WORK TO BE COMPLETED: Exactly the lines from the one that holds "pub mod server;" to the end of the data below: retype these and nothing else.
[[ RECORDS SUPPLIED, beginning ]]
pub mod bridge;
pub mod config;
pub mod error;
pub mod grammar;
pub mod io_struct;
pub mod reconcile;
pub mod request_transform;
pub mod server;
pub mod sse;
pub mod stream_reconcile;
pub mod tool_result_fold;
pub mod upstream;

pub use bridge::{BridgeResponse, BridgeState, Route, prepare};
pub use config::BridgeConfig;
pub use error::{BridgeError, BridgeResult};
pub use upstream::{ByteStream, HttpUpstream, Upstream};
[[ RECORDS SUPPLIED, end ]]
EXERCISE RESULT:
pub mod server;
pub mod sse;
pub mod stream_reconcile;
pub mod tool_result_fold;
pub mod upstream;

pub use bridge::{BridgeResponse, BridgeState, Route, prepare};
pub use config::BridgeConfig;
pub use error::{BridgeError, BridgeResult};
pub use upstream::{ByteStream, HttpUpstream, Upstream};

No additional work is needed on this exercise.